Exactly reproduce each record listed below.

━━━━━ Task material ━━━━━

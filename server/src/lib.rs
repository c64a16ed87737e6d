//
// Copyright 2017-2026 Hans W. Uhlig. All Rights Reserved.
//
// Licensed under the Apache License, Version 2.0 (the "License");
// you may not use this file except in compliance with the License.
// You may obtain a copy of the License at
//
//      http://www.apache.org/licenses/LICENSE-2.0
//
// Unless required by applicable law or agreed to in writing, software
// distributed under the License is distributed on an "AS IS" BASIS,
// WITHOUT WARRANTIES OR CONDITIONS OF ANY KIND, either express or implied.
// See the License for the specific language governing permissions and
// limitations under the License.
//


//! MudCore Connection Core
//!
//! The non-blocking, single-threaded heart of a scripted multi-user telnet server. It owns
//! client sockets, speaks telnet through [`mudcore_telnetcodec`], turns input into command
//! lines and hands them one at a time to a [`CommandExecutor`], usually a scripting runtime.
//!
//! # Architecture
//!
//! ```text
//! TelnetServer (mio)
//!     ↓ interests / readiness
//! ConnectionRegistry ──▶ CommandExecutor
//!     ↓          ◀── ConnectionControl
//! Connection → TelnetCodec, line buffer, command queue, output buffer
//! ```
//!
//! Each tick runs the same phases: collect poll interests, dispatch readiness, reap,
//! dispatch commands, expire delays and emit prompts. Nothing blocks and no locks are
//! taken; the executor acts on connections only through the [`ConnectionControl`] it is
//! handed during a callback.
//!
//! # Example
//!
//! ```no_run
//! use mudcore_server::{
//!     CommandExecutor, ConnectionControl, Handle, ServerConfig, TelnetServer,
//! };
//!
//! struct Echo;
//!
//! impl CommandExecutor for Echo {
//!     fn on_command(&mut self, control: &mut dyn ConnectionControl, handle: Handle, line: &[u8]) {
//!         let text = String::from_utf8_lossy(line);
//!         let _ = control.append(handle, &format!("{text}\r\n"));
//!     }
//! }
//!
//! fn main() -> Result<(), Box<dyn std::error::Error>> {
//!     let mut server = TelnetServer::bind(ServerConfig::default())?;
//!     let mut executor = Echo;
//!     loop {
//!         server.tick(&mut executor)?;
//!     }
//! }
//! ```

#![warn(missing_docs, future_incompatible, rust_2018_idioms)]

mod buffer;
mod config;
mod connection;
mod error;
mod executor;
pub mod metrics;
mod poll;
mod queue;
mod registry;
mod server;
mod socket;
mod types;

pub use buffer::BoundedBuffer;
pub use config::{CoreConfig, ServerConfig};
pub use connection::{Connection, LINE_TRUNCATED_NOTICE, QUEUE_FULL_NOTICE};
pub use error::{CoreError, CoreResult, ExecutorError};
pub use executor::{CommandExecutor, ConnectionControl};
pub use metrics::{CoreMetrics, MetricsSnapshot};
pub use poll::{PollInterest, PollReady};
pub use queue::CommandQueue;
pub use registry::ConnectionRegistry;
pub use server::TelnetServer;
pub use socket::{MioSocket, Socket};
pub use types::{ConnectionInfo, ConnectionState, Handle, ScriptRef};

pub use mudcore_telnetcodec::naws::WindowSize;
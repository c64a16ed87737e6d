//
// Copyright 2017-2026 Hans W. Uhlig. All Rights Reserved.
//
// Licensed under the Apache License, Version 2.0 (the "License");
// you may not use this file except in compliance with the License.
// You may obtain a copy of the License at
//
//      http://www.apache.org/licenses/LICENSE-2.0
//
// Unless required by applicable law or agreed to in writing, software
// distributed under the License is distributed on an "AS IS" BASIS,
// WITHOUT WARRANTIES OR CONDITIONS OF ANY KIND, either express or implied.
// See the License for the specific language governing permissions and
// limitations under the License.
//


//! Fixed-capacity byte buffer

use bytes::{Buf, Bytes, BytesMut};

/// A byte buffer that never holds more than its capacity.
///
/// Appends are truncated at the capacity instead of growing the allocation, so callers
/// learn how much was accepted and decide what to do with the rest.
#[derive(Debug, Clone)]
pub struct BoundedBuffer {
    data: BytesMut,
    capacity: usize,
}

impl BoundedBuffer {
    /// Create an empty buffer holding at most `capacity` bytes
    pub fn new(capacity: usize) -> Self {
        Self {
            data: BytesMut::with_capacity(capacity),
            capacity,
        }
    }

    /// Append as much of `bytes` as fits and return how many were accepted
    pub fn append(&mut self, bytes: &[u8]) -> usize {
        let accepted = bytes.len().min(self.remaining());
        self.data.extend_from_slice(&bytes[..accepted]);
        accepted
    }

    /// Append a single byte, returning `false` when the buffer is full
    pub fn append_byte(&mut self, byte: u8) -> bool {
        if self.is_full() {
            return false;
        }
        self.data.extend_from_slice(&[byte]);
        true
    }

    /// Remove up to `count` bytes from the front, keeping the rest in order
    pub fn drain(&mut self, count: usize) {
        let count = count.min(self.data.len());
        self.data.advance(count);
    }

    /// Remove everything
    pub fn clear(&mut self) {
        self.data.clear();
    }

    /// Remove the last byte, returning `false` if the buffer was empty
    pub fn backspace(&mut self) -> bool {
        match self.data.len() {
            0 => false,
            len => {
                self.data.truncate(len - 1);
                true
            }
        }
    }

    /// Move the current contents out, leaving the buffer empty
    pub fn take(&mut self) -> Bytes {
        self.data.split().freeze()
    }

    /// The buffered bytes
    pub fn as_slice(&self) -> &[u8] {
        &self.data
    }

    /// Number of buffered bytes
    pub fn len(&self) -> usize {
        self.data.len()
    }

    /// Check if nothing is buffered
    pub fn is_empty(&self) -> bool {
        self.data.is_empty()
    }

    /// Check if no more bytes fit
    pub fn is_full(&self) -> bool {
        self.data.len() >= self.capacity
    }

    /// Maximum number of bytes the buffer holds
    pub fn capacity(&self) -> usize {
        self.capacity
    }

    /// Number of bytes that still fit
    pub fn remaining(&self) -> usize {
        self.capacity.saturating_sub(self.data.len())
    }
}

#[cfg(test)]
mod tests {
    use super::*;

    #[test]
    fn test_append_truncates_at_capacity() {
        let mut buffer = BoundedBuffer::new(4);
        assert_eq!(buffer.append(b"ab"), 2);
        assert_eq!(buffer.append(b"cdef"), 2);
        assert_eq!(buffer.as_slice(), b"abcd");
        assert!(buffer.is_full());
        assert_eq!(buffer.append(b"g"), 0);
        assert!(!buffer.append_byte(b'g'));
        assert_eq!(buffer.len(), 4);
    }

    #[test]
    fn test_drain_preserves_order() {
        let mut buffer = BoundedBuffer::new(8);
        buffer.append(b"abcdef");
        buffer.drain(2);
        assert_eq!(buffer.as_slice(), b"cdef");
        assert_eq!(buffer.remaining(), 4);
        assert_eq!(buffer.append(b"ghijk"), 4);
        assert_eq!(buffer.as_slice(), b"cdefghij");
        buffer.drain(100);
        assert!(buffer.is_empty());
    }

    #[test]
    fn test_backspace() {
        let mut buffer = BoundedBuffer::new(8);
        assert!(!buffer.backspace());
        buffer.append(b"lookx");
        assert!(buffer.backspace());
        assert_eq!(buffer.as_slice(), b"look");
    }

    #[test]
    fn test_take_and_clear() {
        let mut buffer = BoundedBuffer::new(8);
        buffer.append(b"north");
        let line = buffer.take();
        assert_eq!(&line[..], b"north");
        assert!(buffer.is_empty());
        assert_eq!(buffer.remaining(), 8);

        buffer.append(b"south");
        buffer.clear();
        assert!(buffer.is_empty());
        assert_eq!(buffer.capacity(), 8);
    }
}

━━━━━

▸ **Task output**:
filename server/src/lib.rs
repository c64a16ed87737e6d
//
// Copyright 2017-2026 Hans W. Uhlig. All Rights Reserved.
//
// Licensed under the Apache License, Version 2.0 (the "License");
// you may not use this file except in compliance with the License.
// You may obtain a copy of the License at
//
//      http://www.apache.org/licenses/LICENSE-2.0
//
// Unless required by applicable law or agreed to in writing, software
// distributed under the License is distributed on an "AS IS" BASIS,
// WITHOUT WARRANTIES OR CONDITIONS OF ANY KIND, either express or implied.
// See the License for the specific language governing permissions and
// limitations under the License.
//


//! MudCore Connection Core
//!
//! The non-blocking, single-threaded heart of a scripted multi-user telnet server. It owns
//! client sockets, speaks telnet through [`mudcore_telnetcodec`], turns input into command
//! lines and hands them one at a time to a [`CommandExecutor`], usually a scripting runtime.
//!
//! # Architecture
//!
//! ```text
//! TelnetServer (mio)
//!     ↓ interests / readiness
//! ConnectionRegistry ──▶ CommandExecutor
//!     ↓          ◀── ConnectionControl
//! Connection → TelnetCodec, line buffer, command queue, output buffer
//! ```
//!
//! Each tick runs the same phases: collect poll interests, dispatch readiness, reap,
//! dispatch commands, expire delays and emit prompts. Nothing blocks and no locks are
//! taken; the executor acts on connections only through the [`ConnectionControl`] it is
//! handed during a callback.
//!
//! # Example
//!
//! ```no_run
//! use mudcore_server::{
//!     CommandExecutor, ConnectionControl, Handle, ServerConfig, TelnetServer,
//! };
//!
//! struct Echo;
//!
//! impl CommandExecutor for Echo {
//!     fn on_command(&mut self, control: &mut dyn ConnectionControl, handle: Handle, line: &[u8]) {
//!         let text = String::from_utf8_lossy(line);
//!         let _ = control.append(handle, &format!("{text}\r\n"));
//!     }
//! }
//!
//! fn main() -> Result<(), Box<dyn std::error::Error>> {
//!     let mut server = TelnetServer::bind(ServerConfig::default())?;
//!     let mut executor = Echo;
//!     loop {
//!         server.tick(&mut executor)?;
//!     }
//! }
//! ```

#![warn(missing_docs, future_incompatible, rust_2018_idioms)]

mod buffer;
mod config;
mod connection;
mod error;
mod executor;
pub mod metrics;
mod poll;
mod queue;
mod registry;
mod server;
mod socket;
mod types;

pub use buffer::BoundedBuffer;
pub use config::{CoreConfig, ServerConfig};
pub use connection::{Connection, LINE_TRUNCATED_NOTICE, QUEUE_FULL_NOTICE};
pub use error::{CoreError, CoreResult, ExecutorError};
pub use executor::{CommandExecutor, ConnectionControl};
pub use metrics::{CoreMetrics, MetricsSnapshot};
pub use poll::{PollInterest, PollReady};
pub use queue::CommandQueue;
pub use registry::ConnectionRegistry;
pub use server::TelnetServer;
pub use socket::{MioSocket, Socket};
pub use types::{ConnectionInfo, ConnectionState, Handle, ScriptRef};

pub use mudcore_telnetcodec::naws::WindowSize;
repository c64a16ed87737e6d
//
// Copyright 2017-2026 Hans W. Uhlig. All Rights Reserved.
//
// Licensed under the Apache License, Version 2.0 (the "License");
// you may not use this file except in compliance with the License.
// You may obtain a copy of the License at
//
//      http://www.apache.org/licenses/LICENSE-2.0
//
// Unless required by applicable law or agreed to in writing, software
// distributed under the License is distributed on an "AS IS" BASIS,
// WITHOUT WARRANTIES OR CONDITIONS OF ANY KIND, either express or implied.
// See the License for the specific language governing permissions and
// limitations under the License.
//


//! Fixed-capacity byte buffer

use bytes::{Buf, Bytes, BytesMut};

/// A byte buffer that never holds more than its capacity.
///
/// Appends are truncated at the capacity instead of growing the allocation, so callers
/// learn how much was accepted and decide what to do with the rest.
#[derive(Debug, Clone)]
pub struct BoundedBuffer {
    data: BytesMut,
    capacity: usize,
}

impl BoundedBuffer {
    /// Create an empty buffer holding at most `capacity` bytes
    pub fn new(capacity: usize) -> Self {
        Self {
            data: BytesMut::with_capacity(capacity),
            capacity,
        }
    }

    /// Append as much of `bytes` as fits and return how many were accepted
    pub fn append(&mut self, bytes: &[u8]) -> usize {
        let accepted = bytes.len().min(self.remaining());
        self.data.extend_from_slice(&bytes[..accepted]);
        accepted
    }

    /// Append a single byte, returning `false` when the buffer is full
    pub fn append_byte(&mut self, byte: u8) -> bool {
        if self.is_full() {
            return false;
        }
        self.data.extend_from_slice(&[byte]);
        true
    }

    /// Remove up to `count` bytes from the front, keeping the rest in order
    pub fn drain(&mut self, count: usize) {
        let count = count.min(self.data.len());
        self.data.advance(count);
    }

    /// Remove everything
    pub fn clear(&mut self) {
        self.data.clear();
    }

    /// Remove the last byte, returning `false` if the buffer was empty
    pub fn backspace(&mut self) -> bool {
        match self.data.len() {
            0 => false,
            len => {
                self.data.truncate(len - 1);
                true
            }
        }
    }

    /// Move the current contents out, leaving the buffer empty
    pub fn take(&mut self) -> Bytes {
        self.data.split().freeze()
    }

    /// The buffered bytes
    pub fn as_slice(&self) -> &[u8] {
        &self.data
    }

    /// Number of buffered bytes
    pub fn len(&self) -> usize {
        self.data.len()
    }

    /// Check if nothing is buffered
    pub fn is_empty(&self) -> bool {
        self.data.is_empty()
    }

    /// Check if no more bytes fit
    pub fn is_full(&self) -> bool {
        self.data.len() >= self.capacity
    }

    /// Maximum number of bytes the buffer holds
    pub fn capacity(&self) -> usize {
        self.capacity
    }

    /// Number of bytes that still fit
    pub fn remaining(&self) -> usize {
        self.capacity.saturating_sub(self.data.len())
    }
}

#[cfg(test)]
mod tests {
    use super::*;

    #[test]
    fn test_append_truncates_at_capacity() {
        let mut buffer = BoundedBuffer::new(4);
        assert_eq!(buffer.append(b"ab"), 2);
        assert_eq!(buffer.append(b"cdef"), 2);
        assert_eq!(buffer.as_slice(), b"abcd");
        assert!(buffer.is_full());
        assert_eq!(buffer.append(b"g"), 0);
        assert!(!buffer.append_byte(b'g'));
        assert_eq!(buffer.len(), 4);
    }

    #[test]
    fn test_drain_preserves_order() {
        let mut buffer = BoundedBuffer::new(8);
        buffer.append(b"abcdef");
        buffer.drain(2);
        assert_eq!(buffer.as_slice(), b"cdef");
        assert_eq!(buffer.remaining(), 4);
        assert_eq!(buffer.append(b"ghijk"), 4);
        assert_eq!(buffer.as_slice(), b"cdefghij");
        buffer.drain(100);
        assert!(buffer.is_empty());
    }

    #[test]
    fn test_backspace() {
        let mut buffer = BoundedBuffer::new(8);
        assert!(!buffer.backspace());
        buffer.append(b"lookx");
        assert!(buffer.backspace());
        assert_eq!(buffer.as_slice(), b"look");
    }

    #[test]
    fn test_take_and_clear() {
        let mut buffer = BoundedBuffer::new(8);
        buffer.append(b"north");
        let line = buffer.take();
        assert_eq!(&line[..], b"north");
        assert!(buffer.is_empty());
        assert_eq!(buffer.remaining(), 8);

        buffer.append(b"south");
        buffer.clear();
        assert!(buffer.is_empty());
        assert_eq!(buffer.capacity(), 8);
    }
}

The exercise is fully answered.